Best known as a composer and improviser on acoustic and electric guitar, Connors has released over 50 albums, on commercial record labels such as Table of the Elements and Father Yod as well as on his own Black Label, St. Joan and Daggett self publishing imprints. They include spare solo and duo blues, ensemble experimental jazz, noise, drones, and folk music. From 1981-1984, Connors released six limited edition albums with singer-guitarist Kath Bloom. In the mid-1980s, Connors took a partial break from music and honed his compositional skills by focusing on the art of haiku. He received the 1987 Lafcadio Hearn Award, and he and life partner Suzanne Langille also co-wrote an article on blues and haiku, "The Dancing Ear," published in the Haiku Society of America's journal. He wrote under the name Loren Mattei, and a music recording from this period, "Ribbon o' Blues," was also released under that name.

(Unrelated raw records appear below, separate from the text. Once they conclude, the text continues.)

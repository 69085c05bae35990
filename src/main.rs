use std::collections::{HashMap, HashSet};
use std::time::Instant;

use clap::Parser;
use serde::Serialize;

use sift::{
    evaluate, load_index_file, parse_index, IndexError, IndexStore, QueryConfig, SearchOutcome,
};

mod cli;
use cli::display::{
    bold, channel_label, close, dim, divider, format_size, line, open, pad_left, pad_right, paint,
    paint_bold, palette, score_value, timing_ms, truncate_path, url_label,
};
use cli::{Cli, Commands};

/// Search result output for --json consumers.
#[derive(Serialize)]
#[serde(rename_all = "camelCase")]
struct SearchHit<'a> {
    title: &'a str,
    url: &'a str,
    #[serde(skip_serializing_if = "Option::is_none")]
    channel: Option<&'a str>,
    excerpt: &'a str,
    score: u32,
}

fn main() {
    let cli = Cli::parse();

    let result = match cli.command {
        Commands::Search {
            index,
            query,
            limit,
            json,
        } => run_search(&index, &query, limit, json),
        Commands::Inspect { index } => run_inspect(&index),
    };

    if let Err(e) = result {
        eprintln!("❌ {}", e);
        std::process::exit(1);
    }
}

/// Run a query against an index file with the same semantics as the widget.
fn run_search(index_path: &str, query: &str, limit: usize, json: bool) -> Result<(), IndexError> {
    let index = load_index_file(index_path)?;
    let article_count = index.len();
    let store = IndexStore::ready(index);
    let config = QueryConfig {
        max_results: limit,
        ..QueryConfig::default()
    };

    let started = Instant::now();
    let outcome = evaluate(&store, query, &config);
    let elapsed_ms = started.elapsed().as_secs_f64() * 1000.0;

    if json {
        print_json(&store, &outcome);
        return Ok(());
    }

    open("SIFT SEARCH");
    line("");
    line(&format!("  Query:     {}", bold(query)));
    line(&format!("  Index:     {}", truncate_path(index_path, 55)));
    line(&format!("  Articles:  {}", article_count));
    line("");

    match outcome {
        SearchOutcome::Hidden => {
            divider("RESULTS");
            line("");
            line(&format!(
                "  {}",
                dim("Query too short - nothing to search for.")
            ));
            line("");
            close();
        }
        SearchOutcome::Placeholder(kind) => {
            divider("RESULTS");
            line("");
            line(&format!("  {}", paint_bold(palette().yellow, kind.title())));
            line(&format!("  {}", dim(kind.excerpt())));
            line("");
            print_timing(article_count, elapsed_ms);
        }
        SearchOutcome::Results(results) => {
            let index = store.index().expect("results require a loaded index");
            divider("RESULTS");
            line("");
            for (rank, result) in results.iter().enumerate() {
                let article = index
                    .get(result.article_id)
                    .expect("result ids come from this index");

                let rank_str = pad_left(&format!("{}.", rank + 1), 4);
                line(&format!(
                    "  {} {}  {}",
                    rank_str,
                    score_value(result.score),
                    bold(&article.title)
                ));

                let meta = match article.channel.as_deref().filter(|c| !c.is_empty()) {
                    Some(channel) => format!(
                        "              {}  {}",
                        channel_label(channel),
                        url_label(&article.url)
                    ),
                    None => format!("              {}", url_label(&article.url)),
                };
                line(&meta);
                line("");
            }
            print_timing(article_count, elapsed_ms);
        }
    }

    Ok(())
}

fn print_timing(article_count: usize, elapsed_ms: f64) {
    divider("TIMING");
    line("");
    line(&format!(
        "  Searched {} articles in {} ms",
        article_count,
        timing_ms(elapsed_ms)
    ));
    line("");
    close();
}

/// Emit results as JSON. Placeholder and hidden outcomes become an empty
/// array so scripted consumers always get a list.
fn print_json(store: &IndexStore, outcome: &SearchOutcome) {
    let hits: Vec<SearchHit> = match outcome {
        SearchOutcome::Results(results) => {
            let index = store.index().expect("results require a loaded index");
            results
                .iter()
                .filter_map(|result| {
                    index.get(result.article_id).map(|article| SearchHit {
                        title: &article.title,
                        url: &article.url,
                        channel: article.channel.as_deref().filter(|c| !c.is_empty()),
                        excerpt: &article.excerpt,
                        score: result.score,
                    })
                })
                .collect()
        }
        _ => Vec::new(),
    };

    let serialized = serde_json::to_string_pretty(&hits).expect("serialize results");
    println!("{}", serialized);
}

/// Summarize an index file: counts, text stats, the most common tags, and
/// hygiene warnings for records the widget will render badly.
fn run_inspect(index_path: &str) -> Result<(), IndexError> {
    let raw = std::fs::read_to_string(index_path)?;
    let file_size = raw.len();
    let index = parse_index(&raw)?;

    let articles = index.articles();
    let article_count = articles.len();

    let with_channel = articles
        .iter()
        .filter(|a| a.channel.as_deref().map_or(false, |c| !c.is_empty()))
        .count();
    let channels: HashSet<&str> = articles
        .iter()
        .filter_map(|a| a.channel.as_deref().filter(|c| !c.is_empty()))
        .collect();
    let tagged = articles.iter().filter(|a| !a.tags.is_empty()).count();

    let mut tag_counts: HashMap<&str, usize> = HashMap::new();
    for article in articles {
        for tag in &article.tags {
            *tag_counts.entry(tag.as_str()).or_insert(0) += 1;
        }
    }
    let unique_tags = tag_counts.len();

    let total_title_chars: usize = articles.iter().map(|a| a.title.chars().count()).sum();
    let total_excerpt_chars: usize = articles.iter().map(|a| a.excerpt.chars().count()).sum();
    let avg_title = if article_count > 0 {
        total_title_chars / article_count
    } else {
        0
    };
    let avg_excerpt = if article_count > 0 {
        total_excerpt_chars / article_count
    } else {
        0
    };
    let longest_title = articles
        .iter()
        .max_by_key(|a| a.title.chars().count())
        .map_or("", |a| a.title.as_str());

    let mut top_tags: Vec<(&str, usize)> = tag_counts.into_iter().collect();
    top_tags.sort_by(|a, b| b.1.cmp(&a.1).then_with(|| a.0.cmp(b.0)));
    top_tags.truncate(10);

    // An empty title renders as a blank dropdown row; a duplicated url means
    // two index entries point at the same page.
    let empty_titles = articles.iter().filter(|a| a.title.trim().is_empty()).count();
    let mut url_counts: HashMap<&str, usize> = HashMap::new();
    for article in articles {
        *url_counts.entry(article.url.as_str()).or_insert(0) += 1;
    }
    let mut duplicate_urls: Vec<(&str, usize)> = url_counts
        .into_iter()
        .filter(|(_, count)| *count > 1)
        .collect();
    duplicate_urls.sort_by(|a, b| b.1.cmp(&a.1).then_with(|| a.0.cmp(b.0)));

    open("SIFT INDEX INSPECTOR");
    line("");
    line(&format!("  File:  {}", truncate_path(index_path, 55)));
    line(&format!("  Size:  {}", format_size(file_size)));
    line("");

    divider("ARTICLES");
    line("");
    line(&format!(
        "  Articles:      {}",
        pad_left(&article_count.to_string(), 6)
    ));
    line(&format!(
        "  With channel:  {}  ({} distinct)",
        pad_left(&with_channel.to_string(), 6),
        channels.len()
    ));
    line(&format!(
        "  With tags:     {}  ({} distinct)",
        pad_left(&tagged.to_string(), 6),
        unique_tags
    ));
    line("");

    divider("TEXT");
    line("");
    line(&format!(
        "  Avg title:     {} chars",
        pad_left(&avg_title.to_string(), 6)
    ));
    line(&format!(
        "  Avg excerpt:   {} chars",
        pad_left(&avg_excerpt.to_string(), 6)
    ));
    line(&format!(
        "  Longest title: {}",
        truncate_path(longest_title, 48)
    ));
    line("");

    if !top_tags.is_empty() {
        divider("TOP TAGS");
        line("");

        let bar_width = 24;
        let max_count = top_tags[0].1.max(1);
        for (tag, count) in &top_tags {
            let bar_len = (count * bar_width / max_count).max(1);
            let bar: String = "█".repeat(bar_len);
            let empty: String = "░".repeat(bar_width - bar_len);
            line(&format!(
                "  {} │{}{}│ {}",
                pad_right(tag, 16),
                bar,
                empty,
                pad_left(&count.to_string(), 4)
            ));
        }
        line("");
    }

    if empty_titles > 0 || !duplicate_urls.is_empty() {
        divider("WARNINGS");
        line("");
        if empty_titles > 0 {
            line(&format!(
                "  {}",
                paint(
                    palette().yellow,
                    &format!("{} article(s) with an empty title", empty_titles)
                )
            ));
        }
        for (url, count) in &duplicate_urls {
            line(&format!(
                "  {}",
                paint(
                    palette().yellow,
                    &format!("duplicate url {} ({} articles)", truncate_path(url, 36), count)
                )
            ));
        }
        line("");
    }
    close();

    Ok(())
}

Soon after returning to music, Connors began working with layered tracks. The first of this period was the "In Pittsburgh" album, released in 1989. This approach to recording continued through the 1990s. Langille's vocals were featured on several recordings, and she also helped edit the music. Many of these releases were on the RoadCone label, managed by Mike Hinds. Such recordings were interspersed with live performances of guitar duets. The first of those recordings was with Japanese guitarist Keiji Haino, introduced to Connors by WFMU DJ David Newgarten, who then produced the recording, released in 1995. This was followed by the first of several recordings with guitarist Alan Licht in 1996.
In the mid-to-late 1990s he led the blues-rock group Haunted House with Langille, Andrew Burnes, and percussionist Neel Murgai. Connors and Langille also joined with San Agustin's David Daniell and Burnes for a recording on the Secretly Canadian label.
In the late 1990s, Connors and John Fahey met at a Chicago event, introduced by guitarist Jim O'Rourke. Fahey, who died in 2001, included on his last CD, released posthumously in 2003, a piece called, "Red Cross, Disciple of Christ Today," referring to Connors's nickname. In the mid-2000s, Connors met and performed with Jandek, a long-time improviser whose unique independence and originality had often been compared to Connors's. He worked very closely with poet Steve Dalachinsky and also with multi-instrumentalist Daniel Carter. Since the 1990s, Connors's main label has been Family Vineyard, managed by Eric Weddle.
Connors was diagnosed with Parkinson's disease in 1992. He continues to perform and record. Some of Connors' works are archived at the Blues Archive of the University of Mississippi. The University of South Carolina has a comprehensive archive of Connors' recordings and materials.
In 2003 he composed and recorded a score for the film Why Can’t I Stop This Uncontrollable Dancing?.
In 2012 his composition, "The Murder of Joan of Arc," was used as one of two alternative soundtracks for a reissue by Criterion Collection and Eureka Entertainment of Carl Dreyer's silent film, The Passion of Joan of Arc.